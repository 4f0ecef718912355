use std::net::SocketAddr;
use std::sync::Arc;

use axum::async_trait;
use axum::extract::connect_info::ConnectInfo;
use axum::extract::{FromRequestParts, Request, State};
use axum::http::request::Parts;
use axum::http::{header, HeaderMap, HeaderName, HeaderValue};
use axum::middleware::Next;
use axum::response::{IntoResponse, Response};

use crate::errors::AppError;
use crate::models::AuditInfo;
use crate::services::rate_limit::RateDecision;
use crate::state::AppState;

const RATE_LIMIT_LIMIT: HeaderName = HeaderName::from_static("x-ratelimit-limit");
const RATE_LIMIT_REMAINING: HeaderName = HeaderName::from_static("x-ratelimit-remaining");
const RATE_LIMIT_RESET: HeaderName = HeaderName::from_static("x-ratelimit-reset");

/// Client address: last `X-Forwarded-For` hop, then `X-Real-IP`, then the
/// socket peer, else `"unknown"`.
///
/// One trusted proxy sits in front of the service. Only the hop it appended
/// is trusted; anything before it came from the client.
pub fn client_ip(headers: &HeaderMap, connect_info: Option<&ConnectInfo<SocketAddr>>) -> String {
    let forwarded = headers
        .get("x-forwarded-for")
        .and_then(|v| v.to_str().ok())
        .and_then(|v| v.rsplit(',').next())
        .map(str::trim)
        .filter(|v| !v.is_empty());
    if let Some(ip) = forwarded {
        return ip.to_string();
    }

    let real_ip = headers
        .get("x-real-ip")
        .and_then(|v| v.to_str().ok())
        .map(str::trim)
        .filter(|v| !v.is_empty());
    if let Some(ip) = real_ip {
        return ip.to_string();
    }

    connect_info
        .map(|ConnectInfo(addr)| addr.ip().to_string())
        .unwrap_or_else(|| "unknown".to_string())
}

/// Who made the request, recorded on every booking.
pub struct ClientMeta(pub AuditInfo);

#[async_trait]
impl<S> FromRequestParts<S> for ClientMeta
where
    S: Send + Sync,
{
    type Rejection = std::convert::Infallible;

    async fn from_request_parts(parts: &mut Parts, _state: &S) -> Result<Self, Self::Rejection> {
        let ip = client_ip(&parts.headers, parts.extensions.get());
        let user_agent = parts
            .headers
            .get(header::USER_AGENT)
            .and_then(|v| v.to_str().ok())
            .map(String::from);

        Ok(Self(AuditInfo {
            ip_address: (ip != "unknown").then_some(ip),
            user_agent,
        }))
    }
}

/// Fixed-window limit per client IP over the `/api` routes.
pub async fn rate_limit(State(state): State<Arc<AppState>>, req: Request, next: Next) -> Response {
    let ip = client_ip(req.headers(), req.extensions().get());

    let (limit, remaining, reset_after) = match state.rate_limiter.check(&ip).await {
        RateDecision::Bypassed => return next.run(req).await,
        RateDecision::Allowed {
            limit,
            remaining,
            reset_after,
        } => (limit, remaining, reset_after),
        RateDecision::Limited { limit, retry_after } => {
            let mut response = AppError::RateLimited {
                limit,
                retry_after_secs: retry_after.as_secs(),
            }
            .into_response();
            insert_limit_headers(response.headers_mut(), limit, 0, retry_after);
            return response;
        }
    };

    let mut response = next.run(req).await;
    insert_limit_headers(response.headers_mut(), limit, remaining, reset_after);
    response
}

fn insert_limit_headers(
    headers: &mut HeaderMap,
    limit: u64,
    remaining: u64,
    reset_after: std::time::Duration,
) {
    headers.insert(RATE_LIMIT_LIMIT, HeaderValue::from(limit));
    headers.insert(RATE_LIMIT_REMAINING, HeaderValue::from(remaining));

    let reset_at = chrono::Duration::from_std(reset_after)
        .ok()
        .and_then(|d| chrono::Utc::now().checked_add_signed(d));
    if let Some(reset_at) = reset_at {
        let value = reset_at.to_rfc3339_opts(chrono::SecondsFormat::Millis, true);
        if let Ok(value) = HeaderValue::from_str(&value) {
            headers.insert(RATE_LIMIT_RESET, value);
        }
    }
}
--
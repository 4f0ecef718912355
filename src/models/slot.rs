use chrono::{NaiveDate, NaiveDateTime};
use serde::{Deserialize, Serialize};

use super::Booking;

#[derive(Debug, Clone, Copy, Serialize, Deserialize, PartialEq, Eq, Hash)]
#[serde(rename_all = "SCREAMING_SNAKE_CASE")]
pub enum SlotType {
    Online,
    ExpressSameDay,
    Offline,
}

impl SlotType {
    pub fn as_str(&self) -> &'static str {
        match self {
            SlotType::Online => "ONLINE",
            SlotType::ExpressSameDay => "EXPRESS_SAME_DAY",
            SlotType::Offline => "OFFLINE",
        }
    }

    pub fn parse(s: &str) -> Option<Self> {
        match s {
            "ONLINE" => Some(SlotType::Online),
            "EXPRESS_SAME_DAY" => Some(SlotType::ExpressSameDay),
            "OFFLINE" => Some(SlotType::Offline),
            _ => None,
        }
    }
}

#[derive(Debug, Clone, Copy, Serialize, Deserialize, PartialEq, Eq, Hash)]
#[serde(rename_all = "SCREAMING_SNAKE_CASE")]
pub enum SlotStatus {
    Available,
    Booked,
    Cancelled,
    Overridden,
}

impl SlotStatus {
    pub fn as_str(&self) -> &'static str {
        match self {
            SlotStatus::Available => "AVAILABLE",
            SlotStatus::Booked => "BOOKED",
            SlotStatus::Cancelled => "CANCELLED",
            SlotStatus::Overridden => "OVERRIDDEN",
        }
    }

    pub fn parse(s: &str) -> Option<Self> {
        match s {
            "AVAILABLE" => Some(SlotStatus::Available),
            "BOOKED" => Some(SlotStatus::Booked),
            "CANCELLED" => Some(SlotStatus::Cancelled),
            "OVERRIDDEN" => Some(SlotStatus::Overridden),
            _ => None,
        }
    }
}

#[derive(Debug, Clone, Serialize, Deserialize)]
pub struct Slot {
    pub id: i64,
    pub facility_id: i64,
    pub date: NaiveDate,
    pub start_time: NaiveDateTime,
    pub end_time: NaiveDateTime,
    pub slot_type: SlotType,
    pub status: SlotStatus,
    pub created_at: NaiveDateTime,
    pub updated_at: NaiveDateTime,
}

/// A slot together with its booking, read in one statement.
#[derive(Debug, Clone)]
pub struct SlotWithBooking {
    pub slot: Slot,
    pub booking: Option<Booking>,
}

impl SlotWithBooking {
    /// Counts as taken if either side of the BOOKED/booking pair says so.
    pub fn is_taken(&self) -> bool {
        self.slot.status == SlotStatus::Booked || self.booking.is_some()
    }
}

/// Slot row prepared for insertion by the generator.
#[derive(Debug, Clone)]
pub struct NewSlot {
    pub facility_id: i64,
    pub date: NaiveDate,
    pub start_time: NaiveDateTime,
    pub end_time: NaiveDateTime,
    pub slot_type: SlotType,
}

Required action: Repeat, exactly as they stand above, the lines from the line with "if let Some(ip) = forwarded" to the line with "let user_agent = parts", both lines included.

Exercise response:
    if let Some(ip) = forwarded {
        return ip.to_string();
    }

    let real_ip = headers
        .get("x-real-ip")
        .and_then(|v| v.to_str().ok())
        .map(str::trim)
        .filter(|v| !v.is_empty());
    if let Some(ip) = real_ip {
        return ip.to_string();
    }

    connect_info
        .map(|ConnectInfo(addr)| addr.ip().to_string())
        .unwrap_or_else(|| "unknown".to_string())
}

/// Who made the request, recorded on every booking.
pub struct ClientMeta(pub AuditInfo);

#[async_trait]
impl<S> FromRequestParts<S> for ClientMeta
where
    S: Send + Sync,
{
    type Rejection = std::convert::Infallible;

    async fn from_request_parts(parts: &mut Parts, _state: &S) -> Result<Self, Self::Rejection> {
        let ip = client_ip(&parts.headers, parts.extensions.get());
        let user_agent = parts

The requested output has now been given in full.